America's Allergy to Intellect — Why It Keeps Flaring Up

America's Allergy to Intellect — Why It Keeps Flaring Up

By WNYC Studios

During the last election, when asked his opinion about experts and intellectuals, Trump supporter Fiore Napolitano voiced a fairly common sentiment from his cohort, "I've got more brains in my little thumb." That made us wonder whether hostility to intellect is an underestimated feature of American politics, which prompted us to formulate some questions.

What's up, America? Why the qualms about erudition and expertise?
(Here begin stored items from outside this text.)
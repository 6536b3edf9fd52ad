//! Review rounds and round modes
//!
//! A round is one full pass of the consensus protocol for a task. Its
//! number is monotonically increasing per task and reconstructed from the
//! most recent meeting record on restart. The round number derives a
//! [`RoundMode`] that governs what leaders may request during the round.

use serde::{Deserialize, Serialize};

/// What leaders are allowed to ask for in a given round
#[derive(Debug, Clone, Copy, PartialEq, Eq, Serialize, Deserialize)]
#[serde(rename_all = "snake_case")]
pub enum RoundMode {
    /// Round 1: surface every remediation item in one pass
    ParallelRemediation,
    /// Round 2: validate consolidation and judge merge-readiness
    MergeSynthesis,
    /// Round >= 3: no new remediation, final decision only
    FinalDecision,
}

impl RoundMode {
    /// Derive the mode for a round number.
    ///
    /// A round past `max_rounds` is forced to `FinalDecision` regardless
    /// of its natural mode, so the protocol always terminates.
    pub fn for_round(round: u32, max_rounds: u32) -> Self {
        if round > max_rounds {
            return RoundMode::FinalDecision;
        }
        match round {
            0 | 1 => RoundMode::ParallelRemediation,
            2 => RoundMode::MergeSynthesis,
            _ => RoundMode::FinalDecision,
        }
    }

    /// Whether new remediation requests are accepted in this mode
    pub fn accepts_remediation(&self) -> bool {
        !matches!(self, RoundMode::FinalDecision)
    }

    pub fn as_str(&self) -> &'static str {
        match self {
            RoundMode::ParallelRemediation => "parallel_remediation",
            RoundMode::MergeSynthesis => "merge_synthesis",
            RoundMode::FinalDecision => "final_decision",
        }
    }
}

impl std::fmt::Display for RoundMode {
    fn fmt(&self, f: &mut std::fmt::Formatter<'_>) -> std::fmt::Result {
        write!(f, "{}", self.as_str())
    }
}

/// A round number with its derived mode and cap state
#[derive(Debug, Clone, Copy, PartialEq, Eq, Serialize, Deserialize)]
pub struct Round {
    pub number: u32,
    pub mode: RoundMode,
    /// True when `number` exceeded the configured maximum and the mode
    /// was forced to `FinalDecision`
    pub capped: bool,
}

impl Round {
    /// Build a round with its derived mode.
    pub fn derive(number: u32, max_rounds: u32) -> Self {
        Self {
            number,
            mode: RoundMode::for_round(number, max_rounds),
            capped: number > max_rounds,
        }
    }

    /// The round that follows this one.
    pub fn next(&self, max_rounds: u32) -> Self {
        Self::derive(self.number + 1, max_rounds)
    }
}

#[cfg(test)]
mod tests {
    use super::*;

    #[test]
    fn test_mode_derivation() {
        assert_eq!(RoundMode::for_round(1, 3), RoundMode::ParallelRemediation);
        assert_eq!(RoundMode::for_round(2, 3), RoundMode::MergeSynthesis);
        assert_eq!(RoundMode::for_round(3, 3), RoundMode::FinalDecision);
        assert_eq!(RoundMode::for_round(7, 3), RoundMode::FinalDecision);
    }

    #[test]
    fn test_cap_forces_final_decision() {
        // Natural mode for round 2 is merge_synthesis, but a cap of 1
        // forces final_decision semantics
        assert_eq!(RoundMode::for_round(2, 1), RoundMode::FinalDecision);

        let round = Round::derive(2, 1);
        assert!(round.capped);
        assert!(!round.mode.accepts_remediation());
    }

    #[test]
    fn test_uncapped_round() {
        let round = Round::derive(1, 3);
        assert!(!round.capped);
        assert_eq!(round.mode, RoundMode::ParallelRemediation);
        assert!(round.mode.accepts_remediation());
    }

    #[test]
    fn test_next_round() {
        let round = Round::derive(1, 3);
        let next = round.next(3);
        assert_eq!(next.number, 2);
        assert_eq!(next.mode, RoundMode::MergeSynthesis);
    }
}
Where does this wariness spring from, and what role did it play in the rise of Donald Trump — who was opposed by just about every intellectual associated with either party but whose supporters simply did not care about that issue?
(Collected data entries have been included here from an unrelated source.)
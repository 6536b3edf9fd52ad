//! Domain layer for council
//!
//! This crate contains the core business logic of the meeting-based
//! consensus engine: leaders and departments, rounds and round modes,
//! meeting minutes, transcripts, reply classification, and prompt
//! templates. It has no dependencies on infrastructure or presentation
//! concerns.
//!
//! # Core Concepts
//!
//! - **Meeting**: the durable record of one consensus round for a task,
//!   with strictly ordered minute entries.
//! - **Round mode**: what leaders may request in a round
//!   (`parallel_remediation` → `merge_synthesis` → `final_decision`).
//! - **Stance**: a classified leader position (`reviewing`, `approved`,
//!   `hold`) extracted from free-text replies.

pub mod leader;
pub mod locale;
pub mod meeting;
pub mod prompt;
pub mod signal;
pub mod stance;

// Re-export commonly used types
pub use leader::{AgentStatus, Department, Leader, LeaderId, Locale};
pub use locale::Notice;
pub use meeting::{
    EntryKind, Meeting, MeetingId, MeetingKind, MeetingStatus, MinuteEntry, PlannedOutcome,
    ReviewOutcome, Round, RoundMode, Transcript,
};
pub use prompt::MeetingPromptTemplate;
pub use signal::{RevisionSignal, SignalLedger};
pub use stance::{
    KeywordClassifier, Stance, StanceClassifier, detect_revision_intent, extract_plan_items,
};
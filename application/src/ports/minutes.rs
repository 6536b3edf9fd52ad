//! Meeting minutes port
//!
//! The durable, strictly ordered transcript store. The orchestrators are
//! the only writers; dashboards and audit tooling read the same records
//! through other channels.

use async_trait::async_trait;
use council_domain::{Meeting, MeetingId, MeetingKind, MeetingStatus, MinuteEntry};
use thiserror::Error;

/// Errors from the minutes store
#[derive(Error, Debug)]
pub enum MinutesError {
    #[error("Meeting not found: {0}")]
    NotFound(String),

    #[error("Meeting already finished: {0}")]
    AlreadyFinished(String),

    #[error("Out-of-order minute sequence: expected {expected}, got {got}")]
    OutOfOrder { expected: u64, got: u64 },

    #[error("Storage error: {0}")]
    Storage(String),
}

/// Durable recorder of meetings and their minute entries
///
/// Resumption contract: if [`latest_for_task`](MinutesRecorder::latest_for_task)
/// returns an `in_progress` meeting, the orchestrator reuses its id and
/// continues sequencing from `max(seq) + 1` instead of beginning a new
/// meeting. That makes mid-meeting crashes resumable without duplicate or
/// skipped turns.
#[async_trait]
pub trait MinutesRecorder: Send + Sync {
    /// Open a new meeting record in `in_progress` state.
    async fn begin(
        &self,
        task_id: &str,
        kind: MeetingKind,
        round: u32,
        title: &str,
    ) -> Result<MeetingId, MinutesError>;

    /// Append one minute entry. Sequence numbers must strictly increase.
    async fn append(&self, meeting_id: &MeetingId, entry: MinuteEntry)
    -> Result<(), MinutesError>;

    /// Finalize a meeting exactly once.
    async fn finish(
        &self,
        meeting_id: &MeetingId,
        status: MeetingStatus,
    ) -> Result<(), MinutesError>;

    /// The most recent meeting of one kind for a task, with its entries.
    ///
    /// Scoped by kind so a kickoff meeting never perturbs review-round
    /// derivation on the same task.
    async fn latest_for_task(
        &self,
        task_id: &str,
        kind: MeetingKind,
    ) -> Result<Option<Meeting>, MinutesError>;
}
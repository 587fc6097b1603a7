pub mod add_product;

pub use add_product::AddProductScreen;
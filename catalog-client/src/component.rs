use crate::form::ProductForm;
use crate::models::{CatalogConfig, Category, ImageFile, ProductField, ACCEPTED_IMAGE_EXTENSIONS};
use crate::preview::PreviewRegistry;
use crate::service::CatalogService;
use crate::submission::{Notice, Outcome, SubmitPhase, SubmitRejected};
use dioxus::prelude::*;

const UPLOAD_AREA: Asset = asset!("/assets/upload_area.svg");

/// Props for the AddProductForm
#[derive(Props, Clone, PartialEq)]
pub struct AddProductProps {
    /// Backend the form talks to
    #[props(default)]
    pub config: CatalogConfig,
    /// Called after every submit attempt with the message shown
    #[props(default)]
    pub on_notice: Option<EventHandler<Notice>>,
    /// Called once a product has been created
    #[props(default)]
    pub on_added: Option<EventHandler<()>>,
    /// Custom labels for UI elements (optional)
    #[props(default)]
    pub labels: Option<FormLabels>,
}

/// Custom labels for the add-product UI
#[derive(Clone, PartialEq)]
pub struct FormLabels {
    pub title: String,
    pub name: String,
    pub old_price: String,
    pub new_price: String,
    pub category: String,
    pub image: String,
    pub file_types: String,
    pub placeholder: String,
    pub thumbnail_alt: String,
    pub submit: String,
    pub uploading: String,
    pub creating: String,
}

impl Default for FormLabels {
    fn default() -> Self {
        Self {
            title: "Add New Product".to_string(),
            name: "Product Title".to_string(),
            old_price: "Price".to_string(),
            new_price: "Offer Price".to_string(),
            category: "Product Category".to_string(),
            image: "Product Image".to_string(),
            file_types: "(file types: .jpeg, .jpg, .png)".to_string(),
            placeholder: "Type here".to_string(),
            thumbnail_alt: "Product Thumbnail".to_string(),
            submit: "ADD".to_string(),
            uploading: "Uploading...".to_string(),
            creating: "Uploading...".to_string(),
        }
    }
}

/// Add-product form
///
/// Collects name, prices and category, previews the picked image and on
/// submit uploads the image and then creates the product.
///
/// # Example
/// ```rust,ignore
/// AddProductForm {
///     config: CatalogConfig::new("http://localhost:4000"),
///     on_added: move |_| log::info!("added"),
/// }
/// ```
#[component]
pub fn AddProductForm(props: AddProductProps) -> Element {
    let mut form = use_signal(|| ProductForm::new(PreviewRegistry::new()));
    let mut phase = use_signal(|| SubmitPhase::Idle);
    let mut notice = use_signal(|| None::<Notice>);

    use_drop(move || {
        if let Ok(mut form) = form.try_write() {
            form.teardown();
        }
    });

    let labels = props.labels.clone().unwrap_or_default();

    let on_image_change = move |evt: FormEvent| {
        let file = evt.files().into_iter().next();
        let selection = form.write().begin_image_selection();
        spawn(async move {
            let image = match file {
                Some(file) => match file.read_bytes().await {
                    Ok(bytes) => Some(ImageFile::new(file.name(), bytes.to_vec())),
                    Err(e) => {
                        log::warn!("Could not read selected image {}: {}", file.name(), e);
                        None
                    }
                },
                None => None,
            };
            form.write().finish_image_selection(selection, image);
        });
    };

    let on_submit = {
        let config = props.config.clone();
        let on_notice = props.on_notice;
        let on_added = props.on_added;

        move |evt: FormEvent| {
            evt.prevent_default();

            let ticket = match form.write().begin_submit() {
                Ok(ticket) => ticket,
                Err(SubmitRejected::Invalid(rejected)) => {
                    notice.set(Some(rejected));
                    if let Some(handler) = on_notice {
                        handler.call(rejected);
                    }
                    return;
                }
                Err(SubmitRejected::InProgress) => return,
            };
            notice.set(None);

            let config = config.clone();
            spawn(async move {
                let outcome = match CatalogService::new(config) {
                    Ok(service) => {
                        ticket
                            .execute_with_progress(&service, |p| phase.set(p))
                            .await
                    }
                    Err(e) => {
                        log::error!("There was an error uploading the product! {}", e);
                        Outcome::Failed(e)
                    }
                };

                let shown = form.write().finish_submit(&outcome);
                phase.set(SubmitPhase::Idle);
                notice.set(Some(shown));

                if let Some(handler) = on_notice {
                    handler.call(shown);
                }
                if shown.is_success() {
                    if let Some(handler) = on_added {
                        handler.call(());
                    }
                }
            });
        }
    };

    let draft = form.read().draft().clone();
    let uploading = form.read().is_uploading();
    let thumbnail = form.read().preview().url_or(&UPLOAD_AREA.to_string());
    let button_label = match phase() {
        SubmitPhase::Creating => labels.creating.clone(),
        _ if uploading => labels.uploading.clone(),
        _ => labels.submit.clone(),
    };

    rsx! {
        div { class: "addproduct",
            h2 { "{labels.title}" }

            if let Some(shown) = notice() {
                if shown.is_success() {
                    div { style: "background: #efe; border: 1px solid #cfc; color: #3a3; padding: 12px; margin-bottom: 16px; border-radius: 8px; font-size: 14px;",
                        "✅ {shown}"
                    }
                } else {
                    div { style: "background: #fee; border: 1px solid #fcc; color: #c33; padding: 12px; margin-bottom: 16px; border-radius: 8px; font-size: 14px;",
                        "⚠️ {shown}"
                    }
                }
            }

            form { onsubmit: on_submit,
                div { class: "addproduct-itemfield",
                    label { "{labels.name}" }
                    input {
                        r#type: "text",
                        name: ProductField::Name.as_str(),
                        value: "{draft.name}",
                        placeholder: "{labels.placeholder}",
                        oninput: move |e| form.write().set_field(ProductField::Name, e.value()),
                        required: true,
                    }
                }

                div { class: "addproduct-price",
                    div { class: "addproduct-itemfield",
                        label { "{labels.old_price}" }
                        input {
                            r#type: "number",
                            name: ProductField::OldPrice.as_str(),
                            value: "{draft.old_price}",
                            placeholder: "{labels.placeholder}",
                            oninput: move |e| form.write().set_field(ProductField::OldPrice, e.value()),
                            required: true,
                        }
                    }
                    div { class: "addproduct-itemfield",
                        label { "{labels.new_price}" }
                        input {
                            r#type: "number",
                            name: ProductField::NewPrice.as_str(),
                            value: "{draft.new_price}",
                            placeholder: "{labels.placeholder}",
                            oninput: move |e| form.write().set_field(ProductField::NewPrice, e.value()),
                            required: true,
                        }
                    }
                }

                div { class: "addproduct-itemfield",
                    label { "{labels.category}" }
                    select {
                        name: ProductField::Category.as_str(),
                        value: draft.category.as_str(),
                        onchange: move |e| form.write().set_field(ProductField::Category, e.value()),
                        required: true,
                        for category in Category::all() {
                            option { value: category.as_str(), "{category.display_name()}" }
                        }
                    }
                }

                div { class: "addproduct-itemfield",
                    label { "{labels.image}" }
                    p { "{labels.file_types}" }
                    label { r#for: "file-input",
                        img {
                            class: "addproduct-thumbnail-img",
                            src: "{thumbnail}",
                            alt: "{labels.thumbnail_alt}",
                        }
                    }
                    input {
                        r#type: "file",
                        name: "image",
                        id: "file-input",
                        accept: ACCEPTED_IMAGE_EXTENSIONS,
                        hidden: true,
                        onchange: on_image_change,
                    }
                }

                button {
                    class: "addproduct-btn",
                    r#type: "submit",
                    disabled: uploading,
                    "{button_label}"
                }
            }
        }
    }
}
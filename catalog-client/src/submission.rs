//! Upload-then-create submission flow
//!
//! A submission runs in three steps so that the form never stays locked:
//!
//! 1. [`ProductForm::begin_submit`] validates and sets the uploading flag,
//!    returning a [`SubmitTicket`] with a snapshot of the draft and image.
//! 2. [`SubmitTicket::execute`] performs the two requests. It never fails;
//!    every error is folded into an [`Outcome`].
//! 3. [`ProductForm::finish_submit`] clears the flag, resets the form on
//!    success and returns the [`Notice`] to show.

use crate::form::ProductForm;
use crate::models::{DraftProduct, ImageFile};
use crate::service::{CatalogApi, ClientError};

/// Message shown to the user after a submit attempt
#[derive(Debug, Clone, Copy, PartialEq, Eq)]
pub enum Notice {
    MissingFields,
    ProductAdded,
    UploadFailed,
    CreateFailed,
    RequestFailed,
}

impl Notice {
    pub fn message(&self) -> &'static str {
        match self {
            Notice::MissingFields => "Please fill out all fields and upload an image.",
            Notice::ProductAdded => "Product Added",
            Notice::UploadFailed => "Failed to upload image",
            Notice::CreateFailed => "Failed to add product",
            Notice::RequestFailed => "Error uploading product. Please try again.",
        }
    }

    pub fn is_success(&self) -> bool {
        matches!(self, Notice::ProductAdded)
    }
}

impl std::fmt::Display for Notice {
    fn fmt(&self, f: &mut std::fmt::Formatter<'_>) -> std::fmt::Result {
        f.write_str(self.message())
    }
}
We talk to the learned and those who loathe them, including writers and commentators, a neuroscientist, and a gun shop owner in a red-voting part of upstate New York. We quote a fiery pamphlet penned by a yeoman farmer from the Revolutionary Era, and we delve into the 1963 book that describes and frames this issue better and more enduringly than any other.
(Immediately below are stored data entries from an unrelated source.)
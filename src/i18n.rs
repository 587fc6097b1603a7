use dioxus_i18n::prelude::*;

/// Initialize i18n configuration with English as default language
pub fn init_i18n() -> I18nConfig {
    I18nConfig::new(unic_langid::langid!("en-US")).with_locale(Locale::new_static(
        unic_langid::langid!("en-US"),
        include_str!("../locales/en-US.ftl"),
    ))
}
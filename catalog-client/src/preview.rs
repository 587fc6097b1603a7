//! Local preview URLs for the selected image
//!
//! A preview is acquired from a [`PreviewRegistry`] and handed out as a
//! [`PreviewHandle`]. Dropping the handle releases it, so a preview lives
//! exactly as long as the selection it was derived from.

use crate::models::ImageFile;
use std::cell::RefCell;
use std::collections::HashSet;
use std::rc::Rc;
use uuid::Uuid;

/// Tracks which preview URLs are still live
#[derive(Clone, Default)]
pub struct PreviewRegistry {
    live: Rc<RefCell<HashSet<Uuid>>>,
}

impl PreviewRegistry {
    pub fn new() -> Self {
        Self::default()
    }

    /// Derive a preview URL for `file`
    pub fn acquire(&self, file: &ImageFile) -> PreviewHandle {
        use base64::{engine::general_purpose, Engine as _};

        let id = Uuid::new_v4();
        let encoded = general_purpose::STANDARD.encode(&file.bytes);
        let url: Rc<str> = format!("data:{};base64,{}", file.mime_type, encoded).into();

        self.live.borrow_mut().insert(id);
        log::debug!("Preview {} acquired for {}", id, file.file_name);

        PreviewHandle {
            id,
            url,
            registry: self.clone(),
        }
    }

    pub fn is_live(&self, id: Uuid) -> bool {
        self.live.borrow().contains(&id)
    }

    pub fn live_count(&self) -> usize {
        self.live.borrow().len()
    }

    fn release(&self, id: Uuid) {
        if self.live.borrow_mut().remove(&id) {
            log::debug!("Preview {} released", id);
        } else {
            log::warn!("Preview {} released twice", id);
        }
    }
}

/// A live preview URL; released on drop
pub struct PreviewHandle {
    id: Uuid,
    url: Rc<str>,
    registry: PreviewRegistry,
}

impl PreviewHandle {
    pub fn id(&self) -> Uuid {
        self.id
    }

    pub fn url(&self) -> &str {
        &self.url
    }

    /// Shared copy of the URL; the payload itself is not duplicated
    pub fn shared_url(&self) -> Rc<str> {
        Rc::clone(&self.url)
    }
}

impl Drop for PreviewHandle {
    fn drop(&mut self) {
        self.registry.release(self.id);
    }
}

impl std::fmt::Debug for PreviewHandle {
    fn fmt(&self, f: &mut std::fmt::Formatter<'_>) -> std::fmt::Result {
        f.debug_struct("PreviewHandle").field("id", &self.id).finish()
    }
}

/// What the thumbnail should show
#[derive(Debug, Clone, PartialEq, Eq)]
pub enum PreviewSource {
    /// No image selected; show the static upload placeholder
    Placeholder,
    /// Preview URL of the selected image, shared with its handle
    Derived(Rc<str>),
}

impl PreviewSource {
    /// URL to render, falling back to `placeholder`
    pub fn url_or(&self, placeholder: &str) -> Rc<str> {
        match self {
            PreviewSource::Placeholder => placeholder.into(),
            PreviewSource::Derived(url) => Rc::clone(url),
        }
    }
}

/// Keeps at most one preview alive, matching the current selection
#[derive(Debug)]
pub struct PreviewManager {
    registry: PreviewRegistry,
    current: Option<PreviewHandle>,
}

impl PreviewManager {
    pub fn new(registry: PreviewRegistry) -> Self {
        Self {
            registry,
            current: None,
        }
    }

    /// Replace the preview with one for `file`, or the placeholder for `None`.
    ///
    /// The previous handle is released before the next one is acquired.
    pub fn select(&mut self, file: Option<&ImageFile>) {
        self.current = None;
        self.current = file.map(|f| self.registry.acquire(f));
    }

    pub fn clear(&mut self) {
        self.select(None);
    }

    pub fn source(&self) -> PreviewSource {
        match &self.current {
            Some(handle) => PreviewSource::Derived(handle.shared_url()),
            None => PreviewSource::Placeholder,
        }
    }

    pub fn current_id(&self) -> Option<Uuid> {
        self.current.as_ref().map(PreviewHandle::id)
    }

    pub fn registry(&self) -> &PreviewRegistry {
        &self.registry
    }
}

impl Default for PreviewManager {
    fn default() -> Self {
        Self::new(PreviewRegistry::new())
    }
}

impl std::fmt::Debug for PreviewRegistry {
    fn fmt(&self, f: &mut std::fmt::Formatter<'_>) -> std::fmt::Result {
        f.debug_struct("PreviewRegistry")
            .field("live", &self.live_count())
            .finish()
    }
}
use crate::models::{AddProductResponse, CatalogConfig, DraftProduct, ImageFile, UploadResponse};

/// Error type for catalog requests
#[derive(Debug)]
pub enum ClientError {
    /// Request could not be sent or the connection broke
    Network(String),
    /// Response body was not the expected JSON
    Json(String),
    /// Request could not be assembled (client setup, multipart part)
    Build(String),
}

impl std::fmt::Display for ClientError {
    fn fmt(&self, f: &mut std::fmt::Formatter<'_>) -> std::fmt::Result {
        match self {
            ClientError::Network(msg) => write!(f, "Network error: {}", msg),
            ClientError::Json(msg) => write!(f, "JSON error: {}", msg),
            ClientError::Build(msg) => write!(f, "Request error: {}", msg),
        }
    }
}

impl std::error::Error for ClientError {}

/// The two backend calls the add-product flow depends on.
///
/// Implementations report the server's verdict in the response types; only
/// transport and parse problems become `Err`.
#[allow(async_fn_in_trait)]
pub trait CatalogApi {
    async fn upload_image(&self, image: &ImageFile) -> Result<UploadResponse, ClientError>;

    async fn add_product(&self, product: &DraftProduct) -> Result<AddProductResponse, ClientError>;
}

/// HTTP client for the catalog backend
#[derive(Debug, Clone)]
pub struct CatalogService {
    config: CatalogConfig,
    client: reqwest::Client,
}

impl CatalogService {
    pub fn new(config: CatalogConfig) -> Result<Self, ClientError> {
        let client = build_client(&config)?;
        Ok(Self { config, client })
    }

    pub fn config(&self) -> &CatalogConfig {
        &self.config
    }
}

#[cfg(not(target_arch = "wasm32"))]
fn build_client(config: &CatalogConfig) -> Result<reqwest::Client, ClientError> {
    let mut builder = reqwest::Client::builder().user_agent("ShopAdmin/0.1.0");
    if let Some(timeout) = config.request_timeout {
        builder = builder.timeout(timeout);
    }
    builder
        .build()
        .map_err(|e| ClientError::Build(format!("Client build failed: {}", e)))
}

#[cfg(target_arch = "wasm32")]
fn build_client(_config: &CatalogConfig) -> Result<reqwest::Client, ClientError> {
    reqwest::Client::builder()
        .build()
        .map_err(|e| ClientError::Build(format!("Client build failed: {}", e)))
}

impl CatalogApi for CatalogService {
    async fn upload_image(&self, image: &ImageFile) -> Result<UploadResponse, ClientError> {
        let url = self.config.upload_url();

        let part = reqwest::multipart::Part::bytes(image.bytes.clone())
            .file_name(image.file_name.clone())
            .mime_str(&image.mime_type)
            .map_err(|e| ClientError::Build(format!("Invalid MIME type: {}", e)))?;
        let form =
            reqwest::multipart::Form::new().part(self.config.upload_field_name.clone(), part);

        log::debug!("Uploading {:?} to {}", image, url);

        let response = self
            .client
            .post(&url)
            .header("Accept", "application/json")
            .multipart(form)
            .send()
            .await
            .map_err(|e| ClientError::Network(format!("Upload request failed: {}", e)))?;

        if !response.status().is_success() {
            log::warn!("Upload endpoint returned status {}", response.status());
        }

        response
            .json::<UploadResponse>()
            .await
            .map_err(|e| ClientError::Json(format!("Failed to parse upload response: {}", e)))
    }

    async fn add_product(&self, product: &DraftProduct) -> Result<AddProductResponse, ClientError> {
        let url = self.config.add_product_url();

        log::debug!("Creating product '{}' at {}", product.name, url);

        // .json() sets Content-Type
        let response = self
            .client
            .post(&url)
            .header("Accept", "application/json")
            .json(product)
            .send()
            .await
            .map_err(|e| ClientError::Network(format!("Add product request failed: {}", e)))?;

        if !response.status().is_success() {
            log::warn!("Add product endpoint returned status {}", response.status());
        }

        response
            .json::<AddProductResponse>()
            .await
            .map_err(|e| ClientError::Json(format!("Failed to parse add product response: {}", e)))
    }
}
use dioxus::prelude::*;
use dioxus_i18n::prelude::use_init_i18n;

mod error;
mod i18n;
mod screens;
mod settings;

use screens::AddProductScreen;

const MAIN_CSS: Asset = asset!("/assets/main.css");

fn main() {
    // dioxus::launch installs the platform logger; `log` records reach it.
    dioxus::launch(App);
}

#[component]
fn App() -> Element {
    use_init_i18n(i18n::init_i18n);

    let (config, settings_error) = use_hook(|| match settings::load_bundled() {
        Ok(settings) => (settings.catalog_config(), None),
        Err(e) => {
            log::error!("Falling back to default backend settings: {}", e);
            (catalog_client::CatalogConfig::default(), Some(e.to_string()))
        }
    });

    let title = dioxus_i18n::t!("app-title");

    rsx! {
        document::Link { rel: "stylesheet", href: MAIN_CSS }
        document::Title { "{title}" }

        AddProductScreen { config, settings_error }
    }
}
//! # Catalog Client
//!
//! Everything behind the shop admin's "Add Product" form.
//!
//! This crate provides:
//! - The draft product model and its JSON shape
//! - A form state holder with field-by-field updates
//! - Scoped image previews that are released when superseded
//! - The upload-then-create submission flow
//! - An HTTP client for the catalog backend
//! - A Dioxus form component (feature `components`)
//!
//! ## Separation of Concerns
//!
//! This crate does **not** validate images server-side, retry failed
//! requests or persist drafts. The backend owns storage and validation.
//!
//! ## Example Usage
//!
//! ```rust,ignore
//! use catalog_client::{CatalogConfig, CatalogService, ImageFile, ProductField, ProductForm};
//!
//! let service = CatalogService::new(CatalogConfig::default())?;
//! let mut form = ProductForm::default();
//! form.set_field(ProductField::Name, "Shirt");
//! form.set_field(ProductField::OldPrice, "20");
//! form.set_field(ProductField::NewPrice, "15");
//! form.select_image(Some(ImageFile::new("shirt.png", bytes)));
//!
//! if let Some(notice) = form.submit(&service).await {
//!     println!("{}", notice);
//! }
//! ```

pub mod form;
pub mod models;
pub mod preview;
pub mod service;
pub mod submission;

#[cfg(feature = "components")]
pub mod component;

pub use form::{ImageSelection, ProductForm};
pub use models::{
    AddProductResponse, CatalogConfig, Category, DraftProduct, ImageFile, ProductField,
    UploadResponse, ACCEPTED_IMAGE_EXTENSIONS,
};
pub use preview::{PreviewHandle, PreviewManager, PreviewRegistry, PreviewSource};
pub use service::{CatalogApi, CatalogService, ClientError};
pub use submission::{Notice, Outcome, SubmitPhase, SubmitRejected, SubmitTicket};

#[cfg(feature = "components")]
pub use component::{AddProductForm, AddProductProps, FormLabels};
Jim O’Grady walks us through the centuries-long debate about intellectualism, elitism, and our reverence for the common man.

Episode Contributors:

Kai Wright

Jim O'Grady

Karen Frillmann

The United States of Anxiety is hosted by Kai Wright and produced by WNYC Studios.

Listen to more shows from WNYC Studios: http://wny.cc/yzc4304odXp

WNYC Studios is the producer of other leading podcasts including Freakonomics, Radiolab, Here's The Thing with Alec Baldwin and many more.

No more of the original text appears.